In one embodiment, the mixture of FGR and secondary stage fuel is injected into a plurality of staged gas ports positioned around the primary stage gas port(s), forming a secondary flame envelope peripherally surrounding the primary flame envelope. In one embodiment, the gas ports are positioned to aim radially inward, e.g., at an injection angle from 0 to 35 degree angle. In another embodiment, each gas port (nozzle) forms at least an orifice, e.g., from 1 to 8 orifices, each in communication with the combustion chamber. Each gas port can also be formed with an inlet tube which is directed inward toward the primary combustion zone or the primary flame envelope defined by the primary stage.

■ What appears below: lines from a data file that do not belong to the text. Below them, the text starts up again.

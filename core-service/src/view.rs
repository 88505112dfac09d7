//! # Player View Binding
//!
//! One [`CachedPlayerView`] per platform view instance. It owns a
//! [`PlaybackSession`], answers the view's method channel
//! (`cached_video_player/view_<id>`) and manages the cover art layer.
//!
//! ## Cover Art
//!
//! ```text
//! setDataSource ──▶ placeholder shown ──▶ (cover image loaded) ──▶ first frame ──▶ hidden
//!                                                                       │
//!                                   detach ──▶ shown again ◀────────────┘
//!                                   attach ──▶ frame rendered ──▶ hidden
//! ```
//!
//! Every frame rendered onto a freshly attached surface hides the cover
//! again, so a detach and re-attach without a new data source does not leave
//! it on screen. `onFirstFrame` is still emitted once per prepare cycle.
//!
//! The cover image loads independently of engine preparation. An image that
//! arrives after the first frame, or after another `setDataSource`, is
//! dropped.

use bridge_traits::channel::view_channel_name;
use bridge_traits::{EventSink, ImageLoader, MethodCall, MethodResponse};
use bytes::Bytes;
use core_playback::{DataSourceRequest, PlaybackSession, VideoSurface};
use core_runtime::logging::redact_url;
use parking_lot::Mutex;
use serde::Deserialize;
use serde_json::Value;
use std::collections::HashMap;
use std::fmt;
use std::sync::atomic::{AtomicBool, Ordering};
use std::sync::Arc;
use tokio::task::JoinHandle;
use tracing::{debug, instrument, warn};

use crate::error::{Result, ServiceError};

/// Event emitted on the view channel once per prepare cycle.
pub const FIRST_FRAME_EVENT: &str = "onFirstFrame";

/// Host layer drawn above the video until it starts rendering.
pub trait CoverArtDisplay: Send + Sync {
    /// Reset to a black placeholder and show it.
    fn show_placeholder(&self);

    /// Replace the displayed image without changing visibility.
    fn set_artwork(&self, image: Bytes);

    /// Show the layer with its current image.
    fn show(&self);

    fn hide(&self);
}

// ============================================================================
// Arguments
// ============================================================================

#[derive(Debug, Deserialize)]
#[serde(rename_all = "camelCase")]
struct SetDataSourceArgs {
    url: String,
    #[serde(default)]
    user_agent: Option<String>,
    #[serde(default)]
    headers: Option<HashMap<String, String>>,
    #[serde(default)]
    auto_play: Option<bool>,
    #[serde(default)]
    looping: Option<bool>,
    #[serde(default)]
    cover_url: Option<String>,
}

#[derive(Debug, Default, Deserialize)]
struct SeekArgs {
    #[serde(default)]
    ms: Option<i64>,
}

// ============================================================================
// CachedPlayerView
// ============================================================================

#[derive(Default)]
struct CoverState {
    generation: u64,
    first_frame: bool,
    visible: bool,
    loading: Option<JoinHandle<()>>,
}

/// Channel adapter for one platform view.
pub struct CachedPlayerView {
    view_id: i64,
    channel: String,
    session: PlaybackSession,
    surface: Arc<dyn VideoSurface>,
    cover: Arc<dyn CoverArtDisplay>,
    image_loader: Option<Arc<dyn ImageLoader>>,
    cover_state: Arc<Mutex<CoverState>>,
    disposed: AtomicBool,
}

impl CachedPlayerView {
    pub fn new(
        view_id: i64,
        session: PlaybackSession,
        surface: Arc<dyn VideoSurface>,
        cover: Arc<dyn CoverArtDisplay>,
        events: Arc<dyn EventSink>,
    ) -> Self {
        let channel = view_channel_name(view_id);
        let cover_state = Arc::new(Mutex::new(CoverState::default()));

        {
            let cover_state = Arc::clone(&cover_state);
            let cover = Arc::clone(&cover);
            session.set_frame_rendered_listener(move || {
                let was_visible = std::mem::replace(&mut cover_state.lock().visible, false);
                if was_visible {
                    cover.hide();
                }
            });
        }
        {
            let cover_state = Arc::clone(&cover_state);
            let channel = channel.clone();
            session.set_first_frame_listener(move || {
                cover_state.lock().first_frame = true;
                if let Err(e) = events.emit(&channel, FIRST_FRAME_EVENT, Value::Null) {
                    debug!(channel = %channel, error = %e, "Dropping first frame event");
                }
            });
        }

        Self {
            view_id,
            channel,
            session,
            surface,
            cover,
            image_loader: None,
            cover_state,
            disposed: AtomicBool::new(false),
        }
    }

    pub fn with_image_loader(mut self, loader: Arc<dyn ImageLoader>) -> Self {
        self.image_loader = Some(loader);
        self
    }

    pub fn view_id(&self) -> i64 {
        self.view_id
    }

    /// Name of this view's method and event channel.
    pub fn channel(&self) -> &str {
        &self.channel
    }

    pub fn session(&self) -> &PlaybackSession {
        &self.session
    }

    pub fn is_disposed(&self) -> bool {
        self.disposed.load(Ordering::SeqCst)
    }

    /// Answer one call on the view channel.
    ///
    /// Unknown methods, and every call after [`dispose`](Self::dispose), get
    /// `NotImplemented`.
    #[instrument(skip(self, call), fields(view_id = self.view_id, method = %call.method))]
    pub async fn handle_method_call(&self, call: &MethodCall) -> MethodResponse {
        if self.is_disposed() {
            debug!("View disposed, ignoring call");
            return MethodResponse::NotImplemented;
        }

        let result = match call.method.as_str() {
            "setDataSource" => self.set_data_source(call).await,
            "attach" => self.attach(),
            "detach" => {
                self.detach();
                Ok(())
            }
            "play" => {
                self.session.play();
                Ok(())
            }
            "pause" => {
                self.session.pause();
                Ok(())
            }
            "seekTo" => self.seek_to(call),
            "release" => {
                self.session.release();
                Ok(())
            }
            _ => return MethodResponse::NotImplemented,
        };

        match result {
            Ok(()) => MethodResponse::ok(),
            Err(e) => {
                warn!(error = %e, code = e.code(), "View call failed");
                e.to_response()
            }
        }
    }

    /// Release the session and stop answering calls. Idempotent.
    pub fn dispose(&self) {
        if self.disposed.swap(true, Ordering::SeqCst) {
            return;
        }
        debug!(view_id = self.view_id, "Disposing view");
        if let Some(task) = self.cover_state.lock().loading.take() {
            task.abort();
        }
        self.session.clear_first_frame_listener();
        self.session.release();
    }

    async fn set_data_source(&self, call: &MethodCall) -> Result<()> {
        let args: SetDataSourceArgs = call.arguments()?;
        if args.url.trim().is_empty() {
            return Err(ServiceError::InvalidArgument(
                "setDataSource: url must not be empty".to_string(),
            ));
        }

        {
            let mut state = self.cover_state.lock();
            state.generation += 1;
            state.first_frame = false;
            state.visible = true;
            if let Some(task) = state.loading.take() {
                task.abort();
            }
        }
        self.cover.show_placeholder();
        if let Some(cover_url) = args.cover_url.filter(|u| !u.trim().is_empty()) {
            self.load_cover(cover_url);
        }

        let mut request = DataSourceRequest::new(args.url)
            .with_auto_play(args.auto_play.unwrap_or(false))
            .with_looping(args.looping.unwrap_or(true))
            .with_headers(args.headers.unwrap_or_default());
        if let Some(user_agent) = args.user_agent {
            request = request.with_user_agent(user_agent);
        }

        self.session.set_data_source(request).await?;
        Ok(())
    }

    fn attach(&self) -> Result<()> {
        self.session.attach_to(Arc::clone(&self.surface))?;
        Ok(())
    }

    fn detach(&self) {
        self.session.detach();
        self.cover_state.lock().visible = true;
        self.cover.show();
    }

    fn seek_to(&self, call: &MethodCall) -> Result<()> {
        let args: SeekArgs = call.arguments()?;
        let ms = args.ms.unwrap_or(0).max(0) as u64;
        self.session.seek_to(ms);
        Ok(())
    }

    fn load_cover(&self, url: String) {
        let Some(loader) = self.image_loader.clone() else {
            debug!("No image loader, keeping placeholder");
            return;
        };

        let cover_state = Arc::clone(&self.cover_state);
        let cover = Arc::clone(&self.cover);
        let mut state = self.cover_state.lock();
        let generation = state.generation;

        state.loading = Some(tokio::spawn(async move {
            match loader.load(&url).await {
                Ok(image) => {
                    let state = cover_state.lock();
                    if state.generation == generation && !state.first_frame {
                        cover.set_artwork(image);
                    } else {
                        debug!(url = %redact_url(&url), "Cover arrived late, dropping");
                    }
                }
                Err(e) => debug!(url = %redact_url(&url), error = %e, "Cover load failed"),
            }
        }));
    }
}

impl Drop for CachedPlayerView {
    fn drop(&mut self) {
        self.dispose();
    }
}

impl fmt::Debug for CachedPlayerView {
    fn fmt(&self, f: &mut fmt::Formatter<'_>) -> fmt::Result {
        f.debug_struct("CachedPlayerView")
            .field("view_id", &self.view_id)
            .field("channel", &self.channel)
            .field("session", &self.session)
            .field("disposed", &self.is_disposed())
            .finish_non_exhaustive()
    }
}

In one embodiment of a method to retrofit ULNBs (with FGR), the retrofit comprises the installation of a pre-mixer and rerouting the FGR to the pre-mixer, wherein it is mixed with the secondary fuel. The mixture is then introduced to the burner in the secondary stage. In another embodiment for the retrofit of an existing system without FGR, the retrofit is for the recirculation of a portion of the flue gas to the system as FGR, comprising the installation of an FGR blower/control system, and a pre-mixer. The FGR is mixed with the secondary fuel from a fuel distribution system in the pre-mixer prior to being injected into the combustion chamber in the secondary stage through existing injectors.

In one embodiment, at least one of the injectors is for injection of a mixture of primary fuel and the combustion air, and at least one of the injectors is for injection of a mixture of the secondary fuel and the products of combustion. In one embodiment, a sufficient amount of combustion air is provided for the POC to have an O2 concentration ranging from 0.4 to 3% on a wet basis; and an O2 concentration ranging from 0.75 to 1.5% on a wet basis in yet another embodiment.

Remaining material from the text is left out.